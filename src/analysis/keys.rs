//! Map keys used throughout the analysis report.
//!
//! Per-sender, per-day and per-month statistics are stored in `BTreeMap`s keyed
//! by these value objects, so reports have a stable order and serialize to the
//! plain string keys visualization tooling expects (`"Alice"`, `"2024-01-15"`,
//! `"2024-01"`).

use std::borrow::Borrow;
use std::fmt;
use std::str::FromStr;

use chrono::{Datelike, NaiveDate, NaiveDateTime};
use serde::{Deserialize, Deserializer, Serialize, Serializer};

/// A participant, identified by the exact sender text.
///
/// Two different strings are two different senders, even if they name the
/// same person.
#[derive(Debug, Clone, PartialEq, Eq, PartialOrd, Ord, Hash, Serialize, Deserialize)]
#[serde(transparent)]
pub struct Sender(String);

impl Sender {
    /// Creates a sender key.
    pub fn new(name: impl Into<String>) -> Self {
        Self(name.into())
    }

    /// Returns the sender text.
    pub fn as_str(&self) -> &str {
        &self.0
    }
}

impl From<&str> for Sender {
    fn from(name: &str) -> Self {
        Self(name.to_string())
    }
}

impl Borrow<str> for Sender {
    fn borrow(&self) -> &str {
        &self.0
    }
}

impl fmt::Display for Sender {
    fn fmt(&self, f: &mut fmt::Formatter<'_>) -> fmt::Result {
        f.write_str(&self.0)
    }
}

/// A calendar day, rendered as `YYYY-MM-DD`.
///
/// Defaults to 1970-01-01.
#[derive(Debug, Clone, Copy, Default, PartialEq, Eq, PartialOrd, Ord, Hash)]
pub struct DayKey(NaiveDate);

impl DayKey {
    /// Creates a day key.
    pub fn new(date: NaiveDate) -> Self {
        Self(date)
    }

    /// Returns the day of a timestamp.
    pub fn of(ts: NaiveDateTime) -> Self {
        Self(ts.date())
    }

    /// Returns the underlying date.
    pub fn date(self) -> NaiveDate {
        self.0
    }
}

impl fmt::Display for DayKey {
    fn fmt(&self, f: &mut fmt::Formatter<'_>) -> fmt::Result {
        write!(f, "{}", self.0.format("%Y-%m-%d"))
    }
}

impl FromStr for DayKey {
    type Err = chrono::ParseError;

    fn from_str(s: &str) -> Result<Self, Self::Err> {
        NaiveDate::parse_from_str(s, "%Y-%m-%d").map(Self)
    }
}

/// A calendar month, rendered as `YYYY-MM`.
#[derive(Debug, Clone, Copy, PartialEq, Eq, PartialOrd, Ord, Hash)]
pub struct MonthKey {
    year: i32,
    month: u32,
}

impl MonthKey {
    /// Creates a month key; `None` unless `month` is 1..=12.
    pub fn new(year: i32, month: u32) -> Option<Self> {
        (1..=12).contains(&month).then_some(Self { year, month })
    }

    /// Returns the month of a timestamp.
    pub fn of(ts: NaiveDateTime) -> Self {
        Self {
            year: ts.year(),
            month: ts.month(),
        }
    }

    /// Returns the year.
    pub fn year(self) -> i32 {
        self.year
    }

    /// Returns the month number (1-12).
    pub fn month(self) -> u32 {
        self.month
    }
}

impl fmt::Display for MonthKey {
    fn fmt(&self, f: &mut fmt::Formatter<'_>) -> fmt::Result {
        write!(f, "{:04}-{:02}", self.year, self.month)
    }
}

/// Error returned when a month key is not `YYYY-MM`.
#[derive(Debug, Clone, PartialEq, Eq)]
pub struct InvalidMonthKey(String);

impl fmt::Display for InvalidMonthKey {
    fn fmt(&self, f: &mut fmt::Formatter<'_>) -> fmt::Result {
        write!(f, "invalid month key '{}', expected YYYY-MM", self.0)
    }
}

impl std::error::Error for InvalidMonthKey {}

impl FromStr for MonthKey {
    type Err = InvalidMonthKey;

    fn from_str(s: &str) -> Result<Self, Self::Err> {
        let invalid = || InvalidMonthKey(s.to_string());
        let (year, month) = s.split_once('-').ok_or_else(invalid)?;
        let year = year.parse().map_err(|_| invalid())?;
        let month = month.parse().map_err(|_| invalid())?;
        MonthKey::new(year, month).ok_or_else(invalid)
    }
}

macro_rules! string_keyed_serde {
    ($ty:ty) => {
        impl Serialize for $ty {
            fn serialize<S: Serializer>(&self, serializer: S) -> Result<S::Ok, S::Error> {
                serializer.collect_str(self)
            }
        }

        impl<'de> Deserialize<'de> for $ty {
            fn deserialize<D: Deserializer<'de>>(deserializer: D) -> Result<Self, D::Error> {
                let s = String::deserialize(deserializer)?;
                s.parse().map_err(serde::de::Error::custom)
            }
        }
    };
}

string_keyed_serde!(DayKey);
string_keyed_serde!(MonthKey);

————————

Copy out every line of the data that includes "timestamp".

■ Exercise result:
    /// Returns the day of a timestamp.
    /// Returns the month of a timestamp.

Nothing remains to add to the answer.